Chairperson of the Environmental Protection and Resources Conservation Committee of the National People's Congress
- In office March 2018 – March 2023
- Chairman: Li Zhanshu
- Preceded by: Lu Hao
- Succeeded by: Lu Xinshe

Minister of Commerce
- In office 16 March 2013 – 24 February 2017
- Premier: Li Keqiang
- Preceded by: Chen Deming
- Succeeded by: Zhong Shan

Personal details
- Born: August 1951 (age 74) Shuo County, Shanxi, China
- Party: Chinese Communist Party
- Alma mater: Beijing Second Foreign Languages Institute National University of Zaire University of Paris VII

= Gao Hucheng =

Chinese politician and business executive

Gao Hucheng (高虎城; born August 1951) is a retired Chinese politician and business executive. Between 2013 and 2017, he served as the Commerce Minister of the People's Republic of China. Previously, he was Vice Minister of Commerce and Vice Chairman of Guangxi Zhuang Autonomous Region. Gao holds a doctoral degree in sociology from the University of Paris VII and is fluent in French.

==Career==
===Education and industry===
Gao was born in Shuo County (now Shuozhou city), Shanxi province in August 1951. At age 17, he was sent to work at a village in Hebei province, and later at a cement factory in Datong, Shanxi.
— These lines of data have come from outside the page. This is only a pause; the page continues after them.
//! Turns a question into the tutor's answer.

use tokio::time::timeout;
use tracing::{error, info};
use tutor_core::TutorError;

use crate::error::AppError;
use crate::state::TutorState;

/// Composes the prompt, calls the generator within the configured bound and
/// normalizes the result.
///
/// Every failure is logged with the question before it is returned.
pub async fn answer(state: &TutorState, question: &str) -> Result<String, AppError> {
    let prompt = state.persona.compose(state.strategy, question);
    let timeout_ms = state.timeout.as_millis() as u64;

    let result = timeout(state.timeout, state.generator.generate(&prompt))
        .await
        .unwrap_or(Err(TutorError::Timeout(timeout_ms)));

    match result {
        Ok(raw) => {
            let text = raw.normalize();
            info!("Response generated for question {:?} ({} chars)", question, text.len());
            Ok(text)
        }
        Err(e) => {
            error!("Error processing request for question {:?}: {}", question, e);
            Err(e.into())
        }
    }
}
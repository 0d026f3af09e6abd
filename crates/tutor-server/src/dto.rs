use serde::{Deserialize, Serialize};

#[derive(Debug, Deserialize)]
pub struct AskRequest {
    pub question: String,
}

#[derive(Debug, Serialize)]
pub struct AskResponse {
    pub response: String,
}

#[derive(Debug, Serialize)]
pub struct ErrorResponse {
    pub error: String,
}

impl ErrorResponse {
    pub fn new(error: impl Into<String>) -> Self {
        Self { error: error.into() }
    }
}
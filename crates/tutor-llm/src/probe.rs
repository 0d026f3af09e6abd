//! Startup check that the Hub is reachable and accepts the token.

use reqwest::{Client, StatusCode};
use serde::Deserialize;
use tracing::info;
use tutor_core::TutorError;

#[derive(Deserialize)]
struct WhoAmI {
    name: Option<String>,
}

/// Calls `GET {hub_url}/api/whoami-v2` and returns the account name, if any.
pub async fn verify_token(
    client: &Client,
    hub_url: &str,
    token: &str,
) -> Result<Option<String>, TutorError> {
    let url = format!("{}/api/whoami-v2", hub_url.trim_end_matches('/'));

    let response = client
        .get(&url)
        .bearer_auth(token)
        .send()
        .await
        .map_err(|e| TutorError::Unreachable(e.to_string()))?;

    let status = response.status();
    if matches!(status, StatusCode::UNAUTHORIZED | StatusCode::FORBIDDEN) {
        let body = response.text().await.unwrap_or_default();
        return Err(TutorError::Unauthorized(format!("{}: {}", status, body)));
    }
    if !status.is_success() {
        return Err(TutorError::Unreachable(format!("{} returned {}", url, status)));
    }

    let name = response.json::<WhoAmI>().await.ok().and_then(|w| w.name);
    info!("Hugging Face token verified (account: {})", name.as_deref().unwrap_or("unknown"));
    Ok(name)
}

#[cfg(test)]
mod tests {
    use super::*;
    use serde_json::json;
    use wiremock::matchers::{header, method, path};
    use wiremock::{Mock, MockServer, ResponseTemplate};

    #[tokio::test]
    async fn test_verify_token_ok() {
        let server = MockServer::start().await;
        Mock::given(method("GET"))
            .and(path("/api/whoami-v2"))
            .and(header("authorization", "Bearer hf_good"))
            .respond_with(ResponseTemplate::new(200).set_body_json(json!({ "name": "goggins" })))
            .mount(&server)
            .await;

        let name = verify_token(&Client::new(), &server.uri(), "hf_good").await.unwrap();
        assert_eq!(name.as_deref(), Some("goggins"));
    }

    #[tokio::test]
    async fn test_verify_token_rejected() {
        let server = MockServer::start().await;
        Mock::given(method("GET"))
            .and(path("/api/whoami-v2"))
            .respond_with(ResponseTemplate::new(401).set_body_string("Invalid credentials"))
            .mount(&server)
            .await;

        let err = verify_token(&Client::new(), &server.uri(), "hf_bad").await.unwrap_err();
        assert!(matches!(err, TutorError::Unauthorized(_)));
    }

    #[tokio::test]
    async fn test_verify_token_unreachable() {
        let err = verify_token(&Client::new(), "http://127.0.0.1:1", "hf_any").await.unwrap_err();
        assert!(matches!(err, TutorError::Unreachable(_)));
    }
}
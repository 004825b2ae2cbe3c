//! Analytic nucleation rate for closing a helix across an unpaired loop.
//!
//! A helix-extension move that opens a brand new pair deep inside a
//! multi- or interior loop has to bring the two bases into contact first.
//! The chance of that contact scales with the loop's contour length the
//! way a worm-like chain's end-to-end contact probability does: short
//! loops close fast, long ones are entropically penalized. `pnuc` is the
//! closed-form worm-like-chain fit to that contact probability; the rate
//! model multiplies it onto the thermodynamic Boltzmann factor so that
//! nucleation across a long floppy loop is slower than across a short
//! one at the same `delta_e`.
const C: f64 = 0.178571429;
const C2: f64 = 392.74668195;

/// Closure probability (in 1/us, as a rate prefactor) for a chord of
/// `l_chord` nucleotides (5' partner to 3' partner inclusive, so
/// `l_chord = kp - k + 1`). `l_chord == 0` is the sentinel used for
/// helix-extension moves onto an adjacent, already-stacked position:
/// those never pay an entropic closure penalty and return `1.0`.
///
/// `kt` is `k_B * T` in kcal/mol; the published fit is written in terms
/// of `beta = 1/kt` and is switched at `x = c*(l_chord-1) == 4`.
pub fn pnuc(l_chord: usize, kt: f64) -> f64 {
    if l_chord == 0 {
        return 1.0;
    }
    let x = C * (l_chord as f64 - 1.0);
    let prefactor = C2 * C2 * kt;
    if x <= 4.0 {
        prefactor * (-7.027 / x + 0.492 * x).exp()
    } else {
        prefactor * x.powi(-2) * (1.0 - 0.625 / x - 0.1234375 / (x * x))
    }
}

/// Memoizes `pnuc` since the same handful of chord lengths recur
/// constantly during a trajectory. Bound to a single `kt` for its
/// lifetime since the rate model's temperature doesn't change mid-run.
#[derive(Debug, Clone)]
pub struct NucleationTable {
    kt: f64,
    cache: Vec<f64>,
}

impl NucleationTable {
    pub fn new(kt: f64) -> Self {
        Self { kt, cache: Vec::new() }
    }

    pub fn get(&mut self, l_chord: usize) -> f64 {
        if l_chord >= self.cache.len() {
            self.cache.resize(l_chord + 1, f64::NAN);
        }
        let slot = &mut self.cache[l_chord];
        if slot.is_nan() {
            *slot = pnuc(l_chord, self.kt);
        }
        *slot
    }
}

#[cfg(test)]
mod tests {
    use super::*;

    const KT: f64 = 0.001987204285 * (37.0 + 273.15);

    #[test]
    fn test_zero_chord_is_certain() {
        assert_eq!(pnuc(0, KT), 1.0);
    }

    #[test]
    fn test_pnuc_decreases_with_chord_length() {
        let short = pnuc(5, KT);
        let long = pnuc(30, KT);
        assert!(short > long);
        assert!(long > 0.0);
    }

    #[test]
    fn test_pnuc_continuous_across_regime_switch() {
        // x == 4 exactly at l_chord - 1 == 4/C; check neighboring chord
        // lengths don't jump by orders of magnitude across the switch.
        let below = pnuc(23, KT);
        let above = pnuc(24, KT);
        let ratio = (below / above).max(above / below);
        assert!(ratio < 2.0, "regime switch discontinuity too large: {ratio}");
    }

    #[test]
    fn test_table_matches_direct_computation() {
        let mut table = NucleationTable::new(KT);
        for n in [0usize, 1, 5, 5, 40] {
            assert_eq!(table.get(n), pnuc(n, KT));
        }
    }
}
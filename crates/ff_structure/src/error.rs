//! Errors for ff_structure.
//!
//! NOTE: We communicate errors based on usize indexing, because errors
//! typically occur when we have to cast between u16 <-> usize anyway.

use std::fmt;

#[derive(Debug)]
pub enum StructureError {
    InvalidToken(String, String, usize),
    UnmatchedOpen(usize),
    UnmatchedClose(usize),
}

impl fmt::Display for StructureError {
    fn fmt(&self, f: &mut fmt::Formatter<'_>) -> fmt::Result {
        match self {
            StructureError::UnmatchedOpen(i) => {
                write!(f, "Unmatched '(' at position {}", i)
            }
            StructureError::UnmatchedClose(i) => {
                write!(f, "Unmatched ')' at position {}", i)
            }
            StructureError::InvalidToken(tok, src, i) => {
                write!(f, "Invalid {} in {} at position {}", tok, src, i)
            }
        }
    }
}

impl std::error::Error for StructureError {}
In 1972, Gao was chosen to study French at the Beijing Second Foreign Languages Institute, and in 1975 he went abroad to study at the National University of Zaire in Kinshasa, capital of Zaire (now known as Democratic Republic of Congo). From 1977 to 1980, Gao worked for the Chinese embassy in Zaire as a commercial officer.

In 1980, Gao Hucheng joined China National Machinery and Equipment Import and Export Corporation (CNMEIEC), and two years later was appointed deputy general manager of the company's France office in Paris. He spent the next five years in France, during which time he enrolled at the University of Paris VII, earning a doctorate in sociology in 1985. In 1987, Gao joined the Chinese Communist Party. From 1989 to 1990, he was the chief of the financial department of CNMEIEC, and was from 1992 to 1994 the deputy general manager of China National Resources Corporation.

===Government===
In 1994, Gao was appointed head of the Planning and Finance Department of the Ministry of Foreign Trade and Economic Cooperation (MOFTEC), a predecessor of the Ministry of Commerce, and promoted to assistant minister in 1997, a job he held for the next five years.

In 2002, Gao was transferred from the central government to Guangxi Zhuang Autonomous Region, where he served as Vice Chairman (governor). Only a year later, he returned to the reorganized MOFTEC, now called Ministry of Commerce, as Vice Minister. He stayed in the position for 10 years, and concurrently served as China's International Trade Negotiation Representative from 2010 to 2013. At the 12th National People's Congress of March 2013, Gao was appointed Minister of Commerce in the cabinet of Premier Li Keqiang, replacing the outgoing minister Chen Deming. Gao left his post as Minister of Commerce in 2017.

Gao was a full member of the 18th Central Committee of the Chinese Communist Party. He was also the Chairperson of the Environment Protection and Resources Conservation Committee (EPRCC) of the 13th National People's Congress.

=== J.P. Morgan controversy ===
In 2015, the Wall Street Journal released an article which examined Gao Hucheng's interaction with J.P. Morgan in regards to employment of his son, Gao Jue (also known as Joe Gao). In a December 2006 email exchange, a recruiter at the bank says "I am more concerned that Jue did very poorly in interviews - some MDs said he was the worst BA candidate they had ever see - and we obviously had to extend him an offer."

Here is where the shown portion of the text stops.